The European Union News Thread

Discussion in 'International News' started by Nico Limmat, Nov 4, 2009.

  1. Naughtius Maximus

    Jul 10, 2001
    Shropshire
    Club:
    Chelsea FC
    Nat'l Team:
    England
    Iceland also stiffed a lot of the people they owed money to, including the UK government who had to pay back money invested in their banks.
     
  2. 96Squig

    96Squig Member

    Feb 4, 2004
    Hanover
    Club:
    Hannover 96
    Nat'l Team:
    Netherlands
    Isn't that how capitalism works, though? I mean look at all the 'good' saving the banks brought to Ireland. They basically socialized the risk of banking (in the case of money lent to Greece, to all Europeans... yay!)
     
  3. Matt Clark

    Matt Clark Member

    Dec 19, 1999
    Liverpool
    Club:
    Liverpool FC
    It's not how capitalism works, it's how the version of capitalism that our political and commercial class have developed in the past 30 years works.

    That's the nub of the long-overdue debate that is now taking place about capitalism and its role in a modern democratic society.

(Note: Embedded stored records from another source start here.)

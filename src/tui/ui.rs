use crate::core::state::App;
use crate::tui::TuiState;
use crate::tui::component::Component;
use crate::tui::components::TitleBar;

use ratatui::Frame;
use ratatui::layout::{Constraint, Layout};
use ratatui::style::{Color, Modifier, Style};
use ratatui::text::Span;

pub fn draw_ui(frame: &mut Frame, app: &App, tui: &mut TuiState) {
    use Constraint::{Length, Min};
    let layout = Layout::vertical([Length(1), Min(0), Length(1)]);
    let [title_area, editor_area, hint_area] = layout.areas(frame.area());

    // Title bar
    let mut title_bar = TitleBar::new(
        app.remap_enabled,
        app.status_message.clone(),
        app.opened_at.format("%H:%M").to_string(),
    );
    title_bar.render(frame, title_area);

    // Note surface
    tui.editor.render(frame, editor_area);

    // Key hint footer
    let hints = Span::styled(
        "Ctrl+T toggle remap · Ctrl+C quit",
        Style::default().fg(Color::DarkGray).add_modifier(Modifier::DIM),
    );
    frame.render_widget(hints, hint_area);
}
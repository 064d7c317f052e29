use clap::Parser;
use simplelog::{ConfigBuilder, WriteLogger};
use std::fs::File;

use shan_note::core::config;
use shan_note::tui;

#[derive(Parser)]
#[command(name = "shan-note", about = "Terminal note surface with live QWERTY→Shan remapping")]
struct Args {
    /// Start with Shan remapping disabled (plain Latin input)
    #[arg(long)]
    no_remap: bool,

    /// Log level for shan-note.log (error, warn, info, debug, trace)
    #[arg(long)]
    log_level: Option<String>,
}

fn main() -> std::io::Result<()> {
    let args = Args::parse();

    let file_config = config::load_config().unwrap_or_else(|e| {
        eprintln!("warning: {e}, using defaults");
        Default::default()
    });
    let resolved = config::resolve(&file_config, args.no_remap, args.log_level.as_deref());

    // Initialize file logger - writes to shan-note.log in current directory
    let log_config = ConfigBuilder::new()
        .set_time_format_rfc3339()
        .build();

    if let Ok(log_file) = File::create("shan-note.log") {
        let _ = WriteLogger::init(resolved.log_level, log_config, log_file);
    }

    log::info!("Shan Note starting up (remap: {})", resolved.remap_enabled);

    tui::run(resolved)
}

    Lloyds Banking Group this week introduced an interesting initiative: from now on, bankers will have to pay back received, or forego due, portions of their bonus if deals they were based on turn sour further down the line. It will be really instructive to see how that plays out - as a model for the whole banking industry, it is certainly an improvement on the status quo. It is also an example of the form of rebalancing, rather than rebuilding, of the capitalist machine that we require.
     
  4. benztown

    benztown Member+

    Jun 24, 2005
    Club:
    VfB Stuttgart
    The way capitalism should work is quite simple: I take the risk, I bear the consequences.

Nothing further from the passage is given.